Ulasan Jupiter Ascending

Secara tradisional, ini seharusnya menjadi kabar gembira di pasar yang diculik oleh boilerplate hokum, yang juga merupakan pembenaran PR yang digunakan Warner Bros. untuk memindahkan tanggal rilis dari musim panas ke musim dingin. Tapi sementara upaya WB musim panas 2014 lainnya, sangat pantas dan sayangnya diabaikan Ujung hari esok, dihukum oleh penonton yang terobsesi dengan waralaba, Jupiter Ascending Pengusiran di bulan Februari jauh lebih tepat. Di luar tontonan yang memusingkan dari anggaran yang jauh lebih besar daripada pesaing box office-nya, Jupiter menderita sebagai proyek lain di mana jangkauan Wachowski telah melampaui genggaman, menciptakan petualangan luar angkasa yang lebih merupakan lamunan untuk subkultur berbulu daripada yang fanboy mencari yang masih lama hilang Star Wars kebaruan. Alih-alih perpaduan visioner antara ruang dan fantasi (dengan beberapa kiasan Blade Runner fashion untuk boot!), Jupiter naik benar-benar tercekik dengan arak-arakannya yang dekaden dan artifisial.

Paradoksnya sebuah film yang disesuaikan untuk pembangunan dunia, kosmologi kapitalis industri ini tidak pernah terasa hidup di luar bingkai; itu juga hampir tidak terasa vital di dalamnya juga. Ini mungkin sebagian karena fakta bahwa meski box office ramah, Kunis dan Tatum memiliki semua kimia minyak dan air. Kunis, yang hampir selalu memancarkan persona “gadis keren” yang menarik, memerankan Jupiter sebagai sosok yang dingin, dan ia sama tersesatnya dengan penonton di semua CGI dan karnaval layar biru yang konon melewati ekspresi monotonnya. Mitos Cinderella secara universal bergantung pada pemenuhan keinginan dan kegembiraan perwakilan, tetapi siapa yang ingin terlihat khawatir bahkan ketika mengetahui bahwa mereka adalah putri kosmik yang memiliki Bumi? Tatum pameran lebih baik karena penyambungan manusia serigala yang tidak seperti semua boneka digital lainnya yang berkeliaran hanya memiliki perubahan kosmetik sederhana dari telinga anjing. Dia cukup setia dan tabah, tetapi peran Han Solo membutuhkan lebih dari ketaatan yang terlatih.

Satu-satunya aktor yang tampaknya mendapatkan panggilan opera luar angkasa itu untuk kemegahan seluas Bima Sakti adalah Redmayne, yang terisak sebagai Balem yang jahat seperti versi kadal ruang Darth Vader.

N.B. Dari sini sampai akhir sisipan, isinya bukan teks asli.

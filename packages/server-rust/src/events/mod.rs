//! Event fan-out: immutable [`Event`] values delivered by the [`EventBus`] to
//! independent [`EventListener`]s.

pub mod bus;
pub mod listeners;

use std::collections::BTreeMap;

use healthins_core::{ActorId, Timestamp, Value};
use serde::Serialize;
use uuid::Uuid;

pub use bus::{DeliveryReport, EventBus, EventListener};
pub use listeners::{AnalyticsListener, AuditListener, MetricsListener};

/// Well-known event type tags.
pub mod event_types {
    pub const CUSTOMER_UPDATE: &str = "CUSTOMER_UPDATE";
    pub const CUSTOMER_UPDATE_REVERTED: &str = "CUSTOMER_UPDATE_REVERTED";
    pub const PAYMENT_REMINDER: &str = "PAYMENT_REMINDER";
    pub const REPORT_GENERATION: &str = "REPORT_GENERATION";
    pub const CAMPAIGN_CREATED: &str = "CAMPAIGN_CREATED";
    pub const CAMPAIGN_EXECUTED: &str = "CAMPAIGN_EXECUTED";
    pub const CAMPAIGN_COMPLETED: &str = "CAMPAIGN_COMPLETED";
    pub const CAMPAIGN_DELETED: &str = "CAMPAIGN_DELETED";
    pub const EMAIL_SENT: &str = "EMAIL_SENT";
    pub const BULK_EMAIL_SENT: &str = "BULK_EMAIL_SENT";
    pub const CLAIM_SUBMITTED: &str = "CLAIM_SUBMITTED";
    pub const POLICY_PURCHASED: &str = "POLICY_PURCHASED";
    pub const INQUIRY_SUBMITTED: &str = "INQUIRY_SUBMITTED";
}

/// What an event is about.
#[derive(Debug, Clone, PartialEq, Eq, Serialize)]
#[serde(tag = "kind", content = "id", rename_all = "snake_case")]
pub enum Subject {
    Campaign(String),
    Payment(String),
    Customer(String),
    Report(String),
    Operation(String),
}

impl std::fmt::Display for Subject {
    fn fmt(&self, f: &mut std::fmt::Formatter<'_>) -> std::fmt::Result {
        match self {
            Subject::Campaign(id) => write!(f, "campaign:{id}"),
            Subject::Payment(id) => write!(f, "payment:{id}"),
            Subject::Customer(id) => write!(f, "customer:{id}"),
            Subject::Report(id) => write!(f, "report:{id}"),
            Subject::Operation(id) => write!(f, "operation:{id}"),
        }
    }
}

/// A business action that has completed.
///
/// Fields are private: an event is assembled with [`Event::new`] and
/// [`Event::with`] and is read-only once handed to the bus.
#[derive(Debug, Clone, Serialize)]
pub struct Event {
    id: Uuid,
    event_type: String,
    subject: Subject,
    payload: BTreeMap<String, Value>,
    actor_id: ActorId,
    timestamp: Timestamp,
}

impl Event {
    #[must_use]
    pub fn new(
        event_type: impl Into<String>,
        subject: Subject,
        actor_id: ActorId,
        timestamp: Timestamp,
    ) -> Self {
        Self {
            id: Uuid::new_v4(),
            event_type: event_type.into(),
            subject,
            payload: BTreeMap::new(),
            actor_id,
            timestamp,
        }
    }

    /// Adds one payload entry.
    #[must_use]
    pub fn with(mut self, key: impl Into<String>, value: impl Into<Value>) -> Self {
        self.payload.insert(key.into(), value.into());
        self
    }

    /// Merges a whole map into the payload.
    #[must_use]
    pub fn with_all(mut self, entries: BTreeMap<String, Value>) -> Self {
        self.payload.extend(entries);
        self
    }

    #[must_use]
    pub fn id(&self) -> Uuid {
        self.id
    }

    #[must_use]
    pub fn event_type(&self) -> &str {
        &self.event_type
    }

    #[must_use]
    pub fn subject(&self) -> &Subject {
        &self.subject
    }

    #[must_use]
    pub fn payload(&self) -> &BTreeMap<String, Value> {
        &self.payload
    }

    #[must_use]
    pub fn get(&self, key: &str) -> Option<&Value> {
        self.payload.get(key)
    }

    #[must_use]
    pub fn actor_id(&self) -> ActorId {
        self.actor_id
    }

    #[must_use]
    pub fn timestamp(&self) -> Timestamp {
        self.timestamp
    }
}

Terlalu lesu dan lemah untuk benar-benar menaklukkan apa pun, Balem masih gemetar dengan amarah yang lemah dan keseraman yang berlebihan, menampilkan pertunjukan yang memahami kesembronoan zaman ruang angkasa ini omong kosong dan merobeknya seperti Caligula surgawi. Redmayne, bersama dengan adegan aksi crackerjack di babak pertama yang melibatkan Tatum dan Kunis menjadi skywalker literal di sekitar cakrawala Chicago, tetap menjadi satu-satunya penyelamatan sejati narasi terpilih ini.

Mencoba membangun opera luar angkasa di luar dunia ini, bahkan dengan anggaran blockbuster (atau karena itu), adalah tugas yang tidak menyenangkan. Namun, Jupiter naik tidak ada yang menangkap kembali kecemerlangan masa lampau terlebih dahulu Matriks film atau “Star WarsKualitas yang diinginkan semua studio tentpoles. Orisinalitas demi dirinya sendiri bukan tanpa pahala, tapi kalau Jupiter sedang menanjak, itu masih jauh dari jangkauan dari misfire petualangan luar angkasa yang sama kacau tahun 1990-an seperti Elemen Kelima dan Event Horizon. Juga seperti astrologi aneh itu, kampanye status kultus “mahakarya yang diremehkan” mungkin akan dimulai Jupiter Senin depan. Tapi tidak sebelum bola api yang jauh lebih mencolok ini membuat tabrakan di bioskop.